→ Work instruction
Up to and including the line that contains "pub use renderer::UIRenderer;", repeat each line of the data exactly, starting from the first.

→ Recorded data
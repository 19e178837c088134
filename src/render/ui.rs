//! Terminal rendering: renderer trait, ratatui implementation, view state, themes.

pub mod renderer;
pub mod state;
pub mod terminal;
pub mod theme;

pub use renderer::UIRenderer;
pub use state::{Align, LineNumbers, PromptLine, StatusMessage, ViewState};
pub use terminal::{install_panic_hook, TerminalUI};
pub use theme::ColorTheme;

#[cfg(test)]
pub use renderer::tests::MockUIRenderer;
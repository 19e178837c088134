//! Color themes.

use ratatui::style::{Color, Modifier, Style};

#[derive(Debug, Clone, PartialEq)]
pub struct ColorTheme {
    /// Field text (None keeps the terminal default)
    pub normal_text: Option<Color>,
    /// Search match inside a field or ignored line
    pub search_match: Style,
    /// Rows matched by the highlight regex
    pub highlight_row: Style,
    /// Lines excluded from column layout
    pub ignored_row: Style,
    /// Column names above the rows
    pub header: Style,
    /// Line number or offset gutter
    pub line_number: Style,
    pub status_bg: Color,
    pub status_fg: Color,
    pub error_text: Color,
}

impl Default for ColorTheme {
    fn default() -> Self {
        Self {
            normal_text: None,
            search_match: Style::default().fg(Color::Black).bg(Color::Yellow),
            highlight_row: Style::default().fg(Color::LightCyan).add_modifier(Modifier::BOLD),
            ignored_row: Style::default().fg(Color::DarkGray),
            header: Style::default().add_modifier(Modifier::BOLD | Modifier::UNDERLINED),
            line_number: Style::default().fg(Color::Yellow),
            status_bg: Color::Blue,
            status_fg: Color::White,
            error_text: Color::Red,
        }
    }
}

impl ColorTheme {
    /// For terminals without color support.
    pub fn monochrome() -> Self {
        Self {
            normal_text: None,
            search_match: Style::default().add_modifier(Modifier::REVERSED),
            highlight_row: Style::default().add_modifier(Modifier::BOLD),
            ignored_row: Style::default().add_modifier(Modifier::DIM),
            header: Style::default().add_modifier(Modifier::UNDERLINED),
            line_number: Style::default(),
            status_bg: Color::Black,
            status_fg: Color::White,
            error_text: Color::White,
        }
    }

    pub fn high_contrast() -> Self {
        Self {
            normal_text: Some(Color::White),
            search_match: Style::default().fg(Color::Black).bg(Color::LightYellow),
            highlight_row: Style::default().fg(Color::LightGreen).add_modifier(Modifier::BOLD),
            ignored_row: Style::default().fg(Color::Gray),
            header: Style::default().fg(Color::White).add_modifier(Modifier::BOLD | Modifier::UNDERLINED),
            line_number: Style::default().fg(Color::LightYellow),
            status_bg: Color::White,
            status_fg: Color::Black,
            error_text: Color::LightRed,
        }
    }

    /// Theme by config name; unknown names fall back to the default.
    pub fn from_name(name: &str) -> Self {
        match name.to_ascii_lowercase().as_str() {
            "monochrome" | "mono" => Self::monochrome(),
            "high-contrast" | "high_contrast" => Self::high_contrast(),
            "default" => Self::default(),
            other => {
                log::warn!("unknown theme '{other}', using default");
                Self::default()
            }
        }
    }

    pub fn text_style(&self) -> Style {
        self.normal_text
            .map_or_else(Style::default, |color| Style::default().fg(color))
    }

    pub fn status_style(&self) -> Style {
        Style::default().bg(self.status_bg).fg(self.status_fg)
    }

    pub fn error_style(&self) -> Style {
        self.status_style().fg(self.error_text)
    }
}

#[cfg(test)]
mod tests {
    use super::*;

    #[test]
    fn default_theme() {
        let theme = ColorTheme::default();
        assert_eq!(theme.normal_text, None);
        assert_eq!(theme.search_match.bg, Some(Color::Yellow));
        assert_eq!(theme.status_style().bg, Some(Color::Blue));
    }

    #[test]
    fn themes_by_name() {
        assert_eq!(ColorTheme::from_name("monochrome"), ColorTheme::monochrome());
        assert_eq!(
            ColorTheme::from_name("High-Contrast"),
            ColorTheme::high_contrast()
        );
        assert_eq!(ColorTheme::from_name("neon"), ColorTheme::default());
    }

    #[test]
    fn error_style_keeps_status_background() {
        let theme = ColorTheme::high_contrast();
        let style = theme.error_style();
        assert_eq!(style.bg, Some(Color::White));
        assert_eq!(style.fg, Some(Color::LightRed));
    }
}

→ Result
repository 19e178837c088134
filename src/render/ui.rs
//! Terminal rendering: renderer trait, ratatui implementation, view state, themes.

pub mod renderer;
pub mod state;
pub mod terminal;
pub mod theme;

pub use renderer::UIRenderer;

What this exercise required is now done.